▸ **Records shown**:
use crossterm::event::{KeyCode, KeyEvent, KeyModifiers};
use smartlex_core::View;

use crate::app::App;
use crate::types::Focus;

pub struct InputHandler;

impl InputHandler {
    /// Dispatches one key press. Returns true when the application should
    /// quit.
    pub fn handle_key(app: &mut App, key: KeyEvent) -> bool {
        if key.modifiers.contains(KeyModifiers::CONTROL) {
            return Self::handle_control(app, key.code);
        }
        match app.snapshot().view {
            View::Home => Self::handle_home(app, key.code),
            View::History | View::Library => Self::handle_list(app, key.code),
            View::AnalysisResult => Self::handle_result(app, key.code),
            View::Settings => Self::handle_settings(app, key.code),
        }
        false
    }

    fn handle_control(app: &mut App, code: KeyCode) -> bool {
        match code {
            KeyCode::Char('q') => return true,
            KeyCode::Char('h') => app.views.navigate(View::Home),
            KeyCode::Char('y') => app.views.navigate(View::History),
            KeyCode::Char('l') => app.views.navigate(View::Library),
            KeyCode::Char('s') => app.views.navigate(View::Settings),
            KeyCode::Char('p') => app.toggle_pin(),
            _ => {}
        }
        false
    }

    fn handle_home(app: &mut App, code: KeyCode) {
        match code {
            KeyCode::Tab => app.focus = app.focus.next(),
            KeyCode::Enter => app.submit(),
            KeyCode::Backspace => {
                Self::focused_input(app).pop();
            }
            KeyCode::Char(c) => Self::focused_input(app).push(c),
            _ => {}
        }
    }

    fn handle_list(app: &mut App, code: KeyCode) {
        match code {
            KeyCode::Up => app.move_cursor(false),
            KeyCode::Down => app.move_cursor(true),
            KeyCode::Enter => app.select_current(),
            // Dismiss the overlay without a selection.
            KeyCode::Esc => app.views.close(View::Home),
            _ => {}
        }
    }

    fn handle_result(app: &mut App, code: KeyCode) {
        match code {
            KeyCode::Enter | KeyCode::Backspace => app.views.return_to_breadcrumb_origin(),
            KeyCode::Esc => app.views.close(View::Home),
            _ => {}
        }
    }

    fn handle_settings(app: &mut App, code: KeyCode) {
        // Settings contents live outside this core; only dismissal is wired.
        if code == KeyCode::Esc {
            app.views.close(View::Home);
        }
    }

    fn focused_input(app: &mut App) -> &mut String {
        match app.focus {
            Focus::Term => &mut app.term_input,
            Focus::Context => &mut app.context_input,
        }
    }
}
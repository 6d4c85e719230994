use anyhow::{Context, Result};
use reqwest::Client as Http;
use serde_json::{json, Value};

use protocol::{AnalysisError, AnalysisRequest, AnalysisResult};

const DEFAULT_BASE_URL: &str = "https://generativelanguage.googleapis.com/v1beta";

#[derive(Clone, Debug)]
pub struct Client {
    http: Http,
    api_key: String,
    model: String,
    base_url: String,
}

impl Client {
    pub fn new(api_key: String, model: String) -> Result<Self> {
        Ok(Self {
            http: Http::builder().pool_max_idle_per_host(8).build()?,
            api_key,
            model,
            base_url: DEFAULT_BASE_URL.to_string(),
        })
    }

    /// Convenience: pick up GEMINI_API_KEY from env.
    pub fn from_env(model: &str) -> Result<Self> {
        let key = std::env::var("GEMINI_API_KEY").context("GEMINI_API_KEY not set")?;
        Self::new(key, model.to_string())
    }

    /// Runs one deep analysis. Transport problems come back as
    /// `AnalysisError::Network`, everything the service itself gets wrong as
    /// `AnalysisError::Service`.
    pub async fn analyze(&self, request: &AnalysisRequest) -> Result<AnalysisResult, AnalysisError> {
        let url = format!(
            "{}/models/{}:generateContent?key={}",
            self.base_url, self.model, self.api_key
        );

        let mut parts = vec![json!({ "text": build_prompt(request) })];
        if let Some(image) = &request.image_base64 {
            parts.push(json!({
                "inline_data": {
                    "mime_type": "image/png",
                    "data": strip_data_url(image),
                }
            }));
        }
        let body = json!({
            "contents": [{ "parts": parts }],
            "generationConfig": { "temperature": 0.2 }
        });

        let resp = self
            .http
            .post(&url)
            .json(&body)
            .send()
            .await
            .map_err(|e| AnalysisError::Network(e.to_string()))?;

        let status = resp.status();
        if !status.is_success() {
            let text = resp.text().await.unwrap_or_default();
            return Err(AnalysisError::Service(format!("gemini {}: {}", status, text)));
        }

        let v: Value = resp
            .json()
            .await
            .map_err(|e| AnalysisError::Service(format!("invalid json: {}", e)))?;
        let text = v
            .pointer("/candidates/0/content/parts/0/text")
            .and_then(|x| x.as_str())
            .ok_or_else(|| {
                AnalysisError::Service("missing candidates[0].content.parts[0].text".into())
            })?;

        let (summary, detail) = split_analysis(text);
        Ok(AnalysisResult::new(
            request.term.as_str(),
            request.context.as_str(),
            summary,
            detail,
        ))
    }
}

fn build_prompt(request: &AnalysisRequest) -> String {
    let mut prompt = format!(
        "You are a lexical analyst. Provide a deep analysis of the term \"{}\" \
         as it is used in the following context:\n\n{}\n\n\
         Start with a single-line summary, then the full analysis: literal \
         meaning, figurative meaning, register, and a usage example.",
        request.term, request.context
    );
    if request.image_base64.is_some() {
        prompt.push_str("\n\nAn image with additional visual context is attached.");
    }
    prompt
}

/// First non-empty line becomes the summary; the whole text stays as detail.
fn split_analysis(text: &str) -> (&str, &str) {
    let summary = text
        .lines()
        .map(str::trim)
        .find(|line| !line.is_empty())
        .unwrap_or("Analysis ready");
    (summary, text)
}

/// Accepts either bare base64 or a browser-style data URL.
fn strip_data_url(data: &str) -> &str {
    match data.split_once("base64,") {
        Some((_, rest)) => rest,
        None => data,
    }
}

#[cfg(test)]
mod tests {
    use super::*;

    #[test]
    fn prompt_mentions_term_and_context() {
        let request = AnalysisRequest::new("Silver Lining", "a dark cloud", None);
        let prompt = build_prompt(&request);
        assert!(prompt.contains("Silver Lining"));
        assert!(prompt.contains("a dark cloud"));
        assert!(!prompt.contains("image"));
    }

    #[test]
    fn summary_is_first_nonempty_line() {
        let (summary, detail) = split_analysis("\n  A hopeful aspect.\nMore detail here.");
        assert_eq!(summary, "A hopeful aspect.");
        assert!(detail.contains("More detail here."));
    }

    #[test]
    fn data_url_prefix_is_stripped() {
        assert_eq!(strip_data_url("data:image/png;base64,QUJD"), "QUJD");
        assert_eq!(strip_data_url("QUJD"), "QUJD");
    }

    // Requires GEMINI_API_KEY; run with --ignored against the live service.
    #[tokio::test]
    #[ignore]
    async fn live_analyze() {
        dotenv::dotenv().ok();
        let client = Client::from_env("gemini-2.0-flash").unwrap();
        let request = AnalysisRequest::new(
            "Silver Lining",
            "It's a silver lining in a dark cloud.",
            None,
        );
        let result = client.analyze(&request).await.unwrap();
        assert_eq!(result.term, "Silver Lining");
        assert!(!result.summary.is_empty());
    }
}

==

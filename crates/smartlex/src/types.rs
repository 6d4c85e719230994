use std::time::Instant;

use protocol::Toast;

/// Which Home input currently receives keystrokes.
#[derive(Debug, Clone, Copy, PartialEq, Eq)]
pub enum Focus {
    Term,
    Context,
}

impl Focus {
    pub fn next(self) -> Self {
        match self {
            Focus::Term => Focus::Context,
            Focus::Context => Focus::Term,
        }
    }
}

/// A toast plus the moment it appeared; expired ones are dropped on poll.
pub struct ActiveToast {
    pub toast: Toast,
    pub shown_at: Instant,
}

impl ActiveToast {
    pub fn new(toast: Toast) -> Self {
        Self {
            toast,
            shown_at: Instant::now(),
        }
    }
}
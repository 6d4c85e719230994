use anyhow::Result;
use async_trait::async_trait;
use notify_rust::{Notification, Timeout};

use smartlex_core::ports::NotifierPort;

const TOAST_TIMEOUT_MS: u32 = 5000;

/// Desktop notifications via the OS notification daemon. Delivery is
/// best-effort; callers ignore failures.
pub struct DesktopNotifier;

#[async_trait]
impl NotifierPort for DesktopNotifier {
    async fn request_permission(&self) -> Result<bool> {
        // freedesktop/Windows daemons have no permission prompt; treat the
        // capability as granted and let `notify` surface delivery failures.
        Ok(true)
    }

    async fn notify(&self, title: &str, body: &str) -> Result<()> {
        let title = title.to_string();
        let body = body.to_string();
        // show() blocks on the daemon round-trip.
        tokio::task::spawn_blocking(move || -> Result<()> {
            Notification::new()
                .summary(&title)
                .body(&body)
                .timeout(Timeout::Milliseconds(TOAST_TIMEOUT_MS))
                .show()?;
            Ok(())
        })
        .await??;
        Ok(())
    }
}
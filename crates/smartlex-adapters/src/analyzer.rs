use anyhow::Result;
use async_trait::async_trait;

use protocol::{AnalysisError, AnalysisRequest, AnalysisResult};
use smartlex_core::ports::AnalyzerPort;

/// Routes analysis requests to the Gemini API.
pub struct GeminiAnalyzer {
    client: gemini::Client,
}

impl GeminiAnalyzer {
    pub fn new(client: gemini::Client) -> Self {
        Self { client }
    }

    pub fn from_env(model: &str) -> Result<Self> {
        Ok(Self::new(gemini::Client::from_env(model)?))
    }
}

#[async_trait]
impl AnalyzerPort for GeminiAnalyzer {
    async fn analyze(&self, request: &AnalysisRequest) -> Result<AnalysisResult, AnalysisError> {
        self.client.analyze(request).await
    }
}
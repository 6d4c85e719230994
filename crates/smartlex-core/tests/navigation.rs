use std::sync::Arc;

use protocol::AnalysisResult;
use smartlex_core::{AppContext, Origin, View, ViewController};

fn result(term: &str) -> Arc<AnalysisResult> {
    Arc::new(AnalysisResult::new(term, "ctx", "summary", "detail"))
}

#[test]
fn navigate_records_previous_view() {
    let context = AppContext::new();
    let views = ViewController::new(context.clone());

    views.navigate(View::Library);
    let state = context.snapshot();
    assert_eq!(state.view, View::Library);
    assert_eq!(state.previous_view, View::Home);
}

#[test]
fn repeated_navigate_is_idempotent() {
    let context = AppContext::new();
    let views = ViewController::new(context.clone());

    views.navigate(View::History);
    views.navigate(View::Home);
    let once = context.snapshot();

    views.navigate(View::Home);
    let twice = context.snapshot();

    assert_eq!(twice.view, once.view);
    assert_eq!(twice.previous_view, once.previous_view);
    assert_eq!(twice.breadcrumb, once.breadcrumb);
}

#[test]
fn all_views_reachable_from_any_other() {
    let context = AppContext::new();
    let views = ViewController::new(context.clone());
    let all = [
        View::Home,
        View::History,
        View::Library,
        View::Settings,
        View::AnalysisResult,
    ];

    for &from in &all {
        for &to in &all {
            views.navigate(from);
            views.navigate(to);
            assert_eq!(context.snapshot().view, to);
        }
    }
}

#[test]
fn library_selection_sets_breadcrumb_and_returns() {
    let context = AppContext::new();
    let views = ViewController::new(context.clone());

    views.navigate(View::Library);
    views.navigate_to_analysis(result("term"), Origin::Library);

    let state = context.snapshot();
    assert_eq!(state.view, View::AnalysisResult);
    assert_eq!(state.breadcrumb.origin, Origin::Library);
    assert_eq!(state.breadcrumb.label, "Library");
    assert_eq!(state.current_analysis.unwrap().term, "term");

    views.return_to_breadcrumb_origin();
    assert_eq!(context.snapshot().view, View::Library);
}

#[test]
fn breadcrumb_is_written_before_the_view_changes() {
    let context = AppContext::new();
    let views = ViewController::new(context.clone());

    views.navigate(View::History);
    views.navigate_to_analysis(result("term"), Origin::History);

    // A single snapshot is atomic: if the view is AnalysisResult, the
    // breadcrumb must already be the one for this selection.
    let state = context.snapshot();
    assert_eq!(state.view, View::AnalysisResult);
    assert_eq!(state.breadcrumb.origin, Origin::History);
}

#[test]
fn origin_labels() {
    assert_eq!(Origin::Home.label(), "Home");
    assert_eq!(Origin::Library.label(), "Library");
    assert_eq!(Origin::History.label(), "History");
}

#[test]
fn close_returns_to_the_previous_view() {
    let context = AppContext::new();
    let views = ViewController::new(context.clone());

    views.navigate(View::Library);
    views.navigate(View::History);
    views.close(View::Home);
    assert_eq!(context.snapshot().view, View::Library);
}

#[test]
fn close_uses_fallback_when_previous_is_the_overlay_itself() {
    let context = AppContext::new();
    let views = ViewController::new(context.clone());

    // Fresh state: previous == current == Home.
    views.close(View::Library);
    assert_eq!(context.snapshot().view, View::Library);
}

==

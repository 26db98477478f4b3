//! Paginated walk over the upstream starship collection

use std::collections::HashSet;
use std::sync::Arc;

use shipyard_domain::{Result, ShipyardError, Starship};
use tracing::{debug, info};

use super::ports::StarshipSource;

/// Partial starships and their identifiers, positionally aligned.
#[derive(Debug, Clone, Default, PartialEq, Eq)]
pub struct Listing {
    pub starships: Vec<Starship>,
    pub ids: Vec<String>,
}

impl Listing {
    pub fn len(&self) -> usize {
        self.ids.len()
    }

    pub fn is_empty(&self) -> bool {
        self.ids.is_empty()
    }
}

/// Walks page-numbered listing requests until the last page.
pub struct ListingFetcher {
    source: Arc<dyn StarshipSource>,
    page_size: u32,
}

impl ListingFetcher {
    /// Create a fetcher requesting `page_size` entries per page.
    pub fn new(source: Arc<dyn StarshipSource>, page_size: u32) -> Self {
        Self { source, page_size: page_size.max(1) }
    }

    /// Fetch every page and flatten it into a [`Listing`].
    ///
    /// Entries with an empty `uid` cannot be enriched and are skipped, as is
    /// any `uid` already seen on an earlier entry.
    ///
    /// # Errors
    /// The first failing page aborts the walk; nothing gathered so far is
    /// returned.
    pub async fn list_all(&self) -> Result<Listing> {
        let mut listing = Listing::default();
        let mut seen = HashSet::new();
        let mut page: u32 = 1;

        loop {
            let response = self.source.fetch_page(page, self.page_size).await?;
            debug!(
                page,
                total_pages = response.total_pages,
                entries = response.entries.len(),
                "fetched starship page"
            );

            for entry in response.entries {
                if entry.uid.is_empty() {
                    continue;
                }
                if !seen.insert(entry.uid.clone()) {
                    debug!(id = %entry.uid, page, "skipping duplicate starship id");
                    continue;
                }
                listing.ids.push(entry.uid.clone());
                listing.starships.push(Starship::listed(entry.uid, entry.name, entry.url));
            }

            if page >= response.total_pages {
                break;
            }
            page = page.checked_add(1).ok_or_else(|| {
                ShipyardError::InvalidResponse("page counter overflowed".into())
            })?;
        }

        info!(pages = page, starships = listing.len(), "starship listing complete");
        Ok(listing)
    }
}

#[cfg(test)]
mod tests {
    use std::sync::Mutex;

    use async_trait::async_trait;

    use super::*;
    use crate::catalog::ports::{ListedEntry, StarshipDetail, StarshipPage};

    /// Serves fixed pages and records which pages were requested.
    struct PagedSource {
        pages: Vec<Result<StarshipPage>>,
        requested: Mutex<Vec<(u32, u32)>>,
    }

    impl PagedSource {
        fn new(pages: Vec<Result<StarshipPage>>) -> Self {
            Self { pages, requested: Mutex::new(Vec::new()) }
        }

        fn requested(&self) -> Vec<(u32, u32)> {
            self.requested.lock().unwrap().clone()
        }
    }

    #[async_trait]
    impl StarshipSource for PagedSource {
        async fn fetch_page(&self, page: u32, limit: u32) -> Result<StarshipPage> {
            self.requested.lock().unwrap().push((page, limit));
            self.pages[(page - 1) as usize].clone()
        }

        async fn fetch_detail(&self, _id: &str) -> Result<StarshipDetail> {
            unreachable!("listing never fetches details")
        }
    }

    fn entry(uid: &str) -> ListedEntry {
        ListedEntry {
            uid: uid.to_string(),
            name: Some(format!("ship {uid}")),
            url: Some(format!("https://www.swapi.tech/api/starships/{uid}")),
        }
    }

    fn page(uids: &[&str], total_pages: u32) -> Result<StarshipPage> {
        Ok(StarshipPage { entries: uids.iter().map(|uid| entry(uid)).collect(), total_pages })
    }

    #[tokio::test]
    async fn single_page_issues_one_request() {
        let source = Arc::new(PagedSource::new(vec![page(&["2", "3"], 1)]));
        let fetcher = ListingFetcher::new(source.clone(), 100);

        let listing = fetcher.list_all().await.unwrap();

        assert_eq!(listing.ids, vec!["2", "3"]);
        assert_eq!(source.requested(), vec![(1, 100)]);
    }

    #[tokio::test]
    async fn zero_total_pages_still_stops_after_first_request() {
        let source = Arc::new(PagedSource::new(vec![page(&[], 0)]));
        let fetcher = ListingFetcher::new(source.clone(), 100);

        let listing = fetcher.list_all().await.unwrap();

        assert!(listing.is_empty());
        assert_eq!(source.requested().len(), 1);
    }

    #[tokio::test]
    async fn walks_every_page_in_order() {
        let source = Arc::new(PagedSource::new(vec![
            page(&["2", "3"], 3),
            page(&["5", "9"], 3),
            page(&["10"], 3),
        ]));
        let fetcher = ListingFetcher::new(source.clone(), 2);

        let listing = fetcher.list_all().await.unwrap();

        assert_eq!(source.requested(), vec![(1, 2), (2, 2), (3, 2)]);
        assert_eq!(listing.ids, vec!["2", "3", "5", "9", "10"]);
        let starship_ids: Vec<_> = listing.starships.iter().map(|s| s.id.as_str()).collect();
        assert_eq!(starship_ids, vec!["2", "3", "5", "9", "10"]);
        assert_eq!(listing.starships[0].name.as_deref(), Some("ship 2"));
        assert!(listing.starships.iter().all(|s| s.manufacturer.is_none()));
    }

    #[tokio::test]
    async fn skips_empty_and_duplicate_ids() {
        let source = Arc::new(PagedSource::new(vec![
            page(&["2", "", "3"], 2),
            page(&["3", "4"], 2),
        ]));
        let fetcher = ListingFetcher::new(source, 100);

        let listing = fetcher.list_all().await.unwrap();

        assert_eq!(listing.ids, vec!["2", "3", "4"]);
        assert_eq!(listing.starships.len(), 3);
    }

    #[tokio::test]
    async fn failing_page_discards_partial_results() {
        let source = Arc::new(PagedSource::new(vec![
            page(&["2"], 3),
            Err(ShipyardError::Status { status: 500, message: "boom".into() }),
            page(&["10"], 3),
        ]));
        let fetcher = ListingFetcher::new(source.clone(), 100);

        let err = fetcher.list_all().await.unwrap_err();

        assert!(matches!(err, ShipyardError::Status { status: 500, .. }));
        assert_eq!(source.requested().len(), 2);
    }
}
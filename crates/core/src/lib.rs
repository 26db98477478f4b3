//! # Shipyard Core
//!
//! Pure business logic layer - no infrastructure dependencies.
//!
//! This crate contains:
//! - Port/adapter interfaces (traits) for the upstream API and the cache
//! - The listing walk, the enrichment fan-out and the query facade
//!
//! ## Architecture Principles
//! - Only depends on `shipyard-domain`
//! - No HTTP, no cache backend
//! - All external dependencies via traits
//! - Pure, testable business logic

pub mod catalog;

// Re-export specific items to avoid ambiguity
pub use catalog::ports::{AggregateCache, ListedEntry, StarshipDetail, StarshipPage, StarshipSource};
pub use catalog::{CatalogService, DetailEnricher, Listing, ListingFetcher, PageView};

▸ **Exercise details**: Scan the material above for the string "uids" and return the lines that hold it.

▸ **Reply**:
    fn page(uids: &[&str], total_pages: u32) -> Result<StarshipPage> {
        Ok(StarshipPage { entries: uids.iter().map(|uid| entry(uid)).collect(), total_pages })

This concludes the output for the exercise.